Available data:
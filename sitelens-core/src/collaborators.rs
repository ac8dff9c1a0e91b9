//! Contracts for the services the orchestrator depends on.
//!
//! Apart from the store, every collaborator absorbs its own failures and
//! reports them as `None` or an empty list.

use crate::error::StoreResult;
use crate::run::{AuditRun, RunUpdate};
use crate::scoring::CategoryScores;
use async_trait::async_trait;
use bytes::Bytes;
use serde::{Deserialize, Serialize};
use sitelens_scanner::StaticAnalyzer;
use sitelens_scanner::discovery::{CachedSitemap, PlatformCredentials, StoredEntity};
use sitelens_scanner::issue::Issue;
use std::sync::Arc;

/// A site registered for auditing.
#[derive(Debug, Clone, PartialEq, Serialize, Deserialize)]
pub struct Site {
    pub id: String,
    pub url: String,
    pub name: Option<String>,
    pub account_id: Option<String>,
    pub credentials: Option<PlatformCredentials>,
}

#[async_trait]
pub trait AuditStore: Send + Sync {
    async fn create_run(&self, run: &AuditRun) -> StoreResult<()>;

    /// Merge a patch into a run and return the updated record.
    async fn update_run(&self, id: &str, update: RunUpdate) -> StoreResult<AuditRun>;

    async fn find_site(&self, id: &str) -> StoreResult<Option<Site>>;

    async fn find_cached_sitemaps(&self, site_id: &str) -> StoreResult<Vec<CachedSitemap>>;

    async fn find_stored_entities(&self, site_id: &str) -> StoreResult<Vec<StoredEntity>>;
}

#[derive(Debug, Clone, Copy, PartialEq, Eq, Serialize, Deserialize)]
#[serde(rename_all = "lowercase")]
pub enum DiagnosticsStrategy {
    Mobile,
    Desktop,
}

#[derive(Debug, Clone, Default, PartialEq, Serialize, Deserialize)]
#[serde(rename_all = "camelCase")]
pub struct PerformanceDiagnostics {
    pub score: Option<f64>,
    pub lcp: Option<f64>,
    pub cls: Option<f64>,
    pub inp: Option<f64>,
    pub fcp: Option<f64>,
    pub speed_index: Option<f64>,
    pub total_blocking_time: Option<f64>,
    #[serde(default)]
    pub issues: Vec<Issue>,
}

#[async_trait]
pub trait DiagnosticsProvider: Send + Sync {
    async fn get_diagnostics(
        &self,
        url: &str,
        strategy: DiagnosticsStrategy,
    ) -> Option<PerformanceDiagnostics>;
}

/// Screens of one page sent to the vision analyzer.
#[derive(Debug, Clone)]
pub struct ScreenCapture {
    pub url: String,
    pub desktop: Option<Bytes>,
    pub mobile: Option<Bytes>,
}

#[async_trait]
pub trait VisionAnalyzer: Send + Sync {
    /// All pages in one batch.
    async fn analyze_screens(&self, pages: &[ScreenCapture], site_url: &str) -> Vec<Issue>;
}

#[async_trait]
pub trait ImageStore: Send + Sync {
    /// Returns a stable public reference to the stored image.
    async fn upload_image(&self, image: Bytes, folder: &str, name: &str) -> Option<String>;
}

#[async_trait]
pub trait SummaryGenerator: Send + Sync {
    async fn summarize(
        &self,
        issues: &[Issue],
        score: u8,
        categories: &CategoryScores,
        url: &str,
        page_count: usize,
    ) -> Option<String>;
}

#[derive(Debug, Clone, PartialEq, Serialize, Deserialize)]
#[serde(tag = "type", rename_all = "snake_case")]
pub enum AuditEvent {
    AuditCompleted {
        run_id: String,
        site_id: String,
        site_url: String,
        score: u8,
    },
    AuditFailed {
        run_id: String,
        site_id: String,
        site_url: String,
        reason: String,
    },
}

/// One-way event sink.
#[async_trait]
pub trait Notifier: Send + Sync {
    async fn notify(&self, account_id: &str, event: AuditEvent);
}

/// Everything the orchestrator talks to.
#[derive(Clone)]
pub struct Collaborators {
    pub store: Arc<dyn AuditStore>,
    pub static_analyzer: Arc<dyn StaticAnalyzer>,
    pub diagnostics: Arc<dyn DiagnosticsProvider>,
    pub vision: Arc<dyn VisionAnalyzer>,
    pub images: Arc<dyn ImageStore>,
    pub summary: Arc<dyn SummaryGenerator>,
    pub notifier: Arc<dyn Notifier>,
}
//! Audit configuration.
//!
//! Resolution order, lowest to highest: built-in defaults, the TOML file at
//! `~/.config/sitelens/config.toml`, `SITELENS_*` environment variables, and
//! finally whatever the command line sets on the returned value.

use crate::error::{AuditError, Result};
use crate::pool::{DEFAULT_DIAGNOSTICS_CONCURRENCY, DEFAULT_SCAN_CONCURRENCY};
use serde::{Deserialize, Serialize};
use sitelens_scanner::BrowserSettings;
use sitelens_scanner::discovery::{DiscoveryConfig, MAX_DISCOVERED_URLS};
use std::path::{Path, PathBuf};
use std::time::Duration;
use tracing::debug;

pub const DEFAULT_CONFIG_DIR: &str = "~/.config/sitelens/";
pub const CONFIG_FILE_NAME: &str = "config.toml";
pub const DATABASE_FILE_NAME: &str = "sitelens.db";
pub const SCREENSHOT_DIR_NAME: &str = "screenshots";

#[derive(Debug, Clone, Serialize, Deserialize)]
#[serde(default)]
pub struct AuditConfig {
    pub max_pages: usize,
    pub scan_concurrency: usize,
    pub diagnostics_concurrency: usize,
    /// Leading pages that get a performance diagnostics call.
    pub diagnostics_pages: usize,
    pub capture_screenshots: bool,
    pub run_accessibility: bool,
    pub use_browser: bool,
    pub discovery: DiscoveryConfig,
    pub browser: BrowserSettings,
    pub fetch_timeout_secs: u64,
    pub diagnostics_timeout_secs: u64,
    pub vision_timeout_secs: u64,
    pub database_path: PathBuf,
    pub screenshot_dir: PathBuf,
}

impl Default for AuditConfig {
    fn default() -> Self {
        let config_dir = expand_path(DEFAULT_CONFIG_DIR);
        Self {
            max_pages: MAX_DISCOVERED_URLS,
            scan_concurrency: DEFAULT_SCAN_CONCURRENCY,
            diagnostics_concurrency: DEFAULT_DIAGNOSTICS_CONCURRENCY,
            diagnostics_pages: 5,
            capture_screenshots: true,
            run_accessibility: false,
            use_browser: true,
            discovery: DiscoveryConfig::default(),
            browser: BrowserSettings::default(),
            fetch_timeout_secs: 15,
            diagnostics_timeout_secs: 45,
            vision_timeout_secs: 120,
            database_path: config_dir.join(DATABASE_FILE_NAME),
            screenshot_dir: config_dir.join(SCREENSHOT_DIR_NAME),
        }
    }
}

/// Tilde-expand a user supplied path.
pub fn expand_path(path: &str) -> PathBuf {
    PathBuf::from(shellexpand::tilde(path).as_ref())
}

pub fn default_config_path() -> PathBuf {
    expand_path(DEFAULT_CONFIG_DIR).join(CONFIG_FILE_NAME)
}

impl AuditConfig {
    /// Defaults, then the user config file, then the environment.
    pub fn load() -> Result<Self> {
        let mut config = Self::from_file(&default_config_path())?;
        config.apply_env(|key| std::env::var(key).ok())?;
        Ok(config)
    }

    /// A missing file means defaults.
    pub fn from_file(path: &Path) -> Result<Self> {
        if !path.exists() {
            debug!("No config file at {}, using defaults", path.display());
            return Ok(Self::default());
        }
        let text = std::fs::read_to_string(path)
            .map_err(|e| AuditError::Config(format!("{}: {}", path.display(), e)))?;
        Self::from_toml(&text)
            .map_err(|e| AuditError::Config(format!("{}: {}", path.display(), e)))
    }

    pub fn from_toml(text: &str) -> std::result::Result<Self, toml::de::Error> {
        let mut config: Self = toml::from_str(text)?;
        config.database_path = expand_path(&config.database_path.to_string_lossy());
        config.screenshot_dir = expand_path(&config.screenshot_dir.to_string_lossy());
        Ok(config)
    }

    pub fn to_toml(&self) -> std::result::Result<String, toml::ser::Error> {
        toml::to_string_pretty(self)
    }

    /// Apply `SITELENS_*` overrides read through `lookup`.
    pub fn apply_env(&mut self, lookup: impl Fn(&str) -> Option<String>) -> Result<()> {
        if let Some(v) = lookup("SITELENS_MAX_PAGES") {
            self.max_pages = parse_number("SITELENS_MAX_PAGES", &v)?;
        }
        if let Some(v) = lookup("SITELENS_CONCURRENCY") {
            self.scan_concurrency = parse_number("SITELENS_CONCURRENCY", &v)?;
        }
        if let Some(v) = lookup("SITELENS_NO_BROWSER") {
            self.use_browser = !is_truthy(&v);
        }
        if let Some(v) = lookup("SITELENS_DATABASE") {
            self.database_path = expand_path(&v);
        }
        Ok(())
    }

    pub fn fetch_timeout(&self) -> Duration {
        Duration::from_secs(self.fetch_timeout_secs)
    }

    pub fn diagnostics_timeout(&self) -> Duration {
        Duration::from_secs(self.diagnostics_timeout_secs)
    }

    pub fn vision_timeout(&self) -> Duration {
        Duration::from_secs(self.vision_timeout_secs)
    }

    /// Page budget, never above the discovery cap.
    pub fn page_budget(&self) -> usize {
        self.max_pages.min(self.discovery.max_urls).max(1)
    }
}

fn parse_number(key: &str, value: &str) -> Result<usize> {
    value
        .trim()
        .parse()
        .map_err(|_| AuditError::Config(format!("{} must be a number, got '{}'", key, value)))
}

fn is_truthy(value: &str) -> bool {
    matches!(
        value.trim().to_ascii_lowercase().as_str(),
        "1" | "true" | "yes" | "on"
    )
}

#[cfg(test)]
mod tests {
    use super::*;
    use std::collections::HashMap;

    #[test]
    fn test_defaults() {
        let config = AuditConfig::default();
        assert_eq!(config.max_pages, 50);
        assert_eq!(config.scan_concurrency, 3);
        assert_eq!(config.diagnostics_concurrency, 2);
        assert_eq!(config.diagnostics_timeout(), Duration::from_secs(45));
        assert!(config.use_browser);
        assert!(config.database_path.ends_with("sitelens.db"));
    }

    #[test]
    fn test_partial_toml_keeps_defaults() {
        let config = AuditConfig::from_toml(
            r#"
            max_pages = 10
            use_browser = false

            [discovery]
            crawl_second_level_pages = 4

            [browser]
            settle_delay_ms = 500
            "#,
        )
        .unwrap();

        assert_eq!(config.max_pages, 10);
        assert!(!config.use_browser);
        assert_eq!(config.discovery.crawl_second_level_pages, 4);
        assert_eq!(config.discovery.max_sitemap_depth, 2);
        assert_eq!(config.browser.settle_delay_ms, 500);
        assert_eq!(config.browser.max_segments, 8);
        assert_eq!(config.scan_concurrency, 3);
    }

    #[test]
    fn test_env_overrides() {
        let env: HashMap<&str, &str> = [
            ("SITELENS_MAX_PAGES", "7"),
            ("SITELENS_CONCURRENCY", "5"),
            ("SITELENS_NO_BROWSER", "1"),
            ("SITELENS_DATABASE", "/tmp/audits.db"),
        ]
        .into_iter()
        .collect();

        let mut config = AuditConfig::default();
        config
            .apply_env(|key| env.get(key).map(|v| v.to_string()))
            .unwrap();

        assert_eq!(config.max_pages, 7);
        assert_eq!(config.scan_concurrency, 5);
        assert!(!config.use_browser);
        assert_eq!(config.database_path, PathBuf::from("/tmp/audits.db"));
    }

    #[test]
    fn test_bad_env_value_is_config_error() {
        let mut config = AuditConfig::default();
        let err = config
            .apply_env(|key| (key == "SITELENS_MAX_PAGES").then(|| "lots".to_string()))
            .unwrap_err();
        assert!(matches!(err, AuditError::Config(_)));
    }

    #[test]
    fn test_page_budget_capped_by_discovery() {
        let mut config = AuditConfig::default();
        config.max_pages = 500;
        assert_eq!(config.page_budget(), 50);
        config.max_pages = 0;
        assert_eq!(config.page_budget(), 1);
    }

    #[test]
    fn test_missing_file_is_default() {
        let dir = tempfile::TempDir::new().unwrap();
        let config = AuditConfig::from_file(&dir.path().join("nope.toml")).unwrap();
        assert_eq!(config.max_pages, 50);
    }
}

What is required:
The word "AuditError" appears in some of the lines above. Copy those lines.

Response to this task:
use crate::error::{AuditError, Result};
            .map_err(|e| AuditError::Config(format!("{}: {}", path.display(), e)))?;
            .map_err(|e| AuditError::Config(format!("{}: {}", path.display(), e)))
        .map_err(|_| AuditError::Config(format!("{} must be a number, got '{}'", key, value)))
        assert!(matches!(err, AuditError::Config(_)));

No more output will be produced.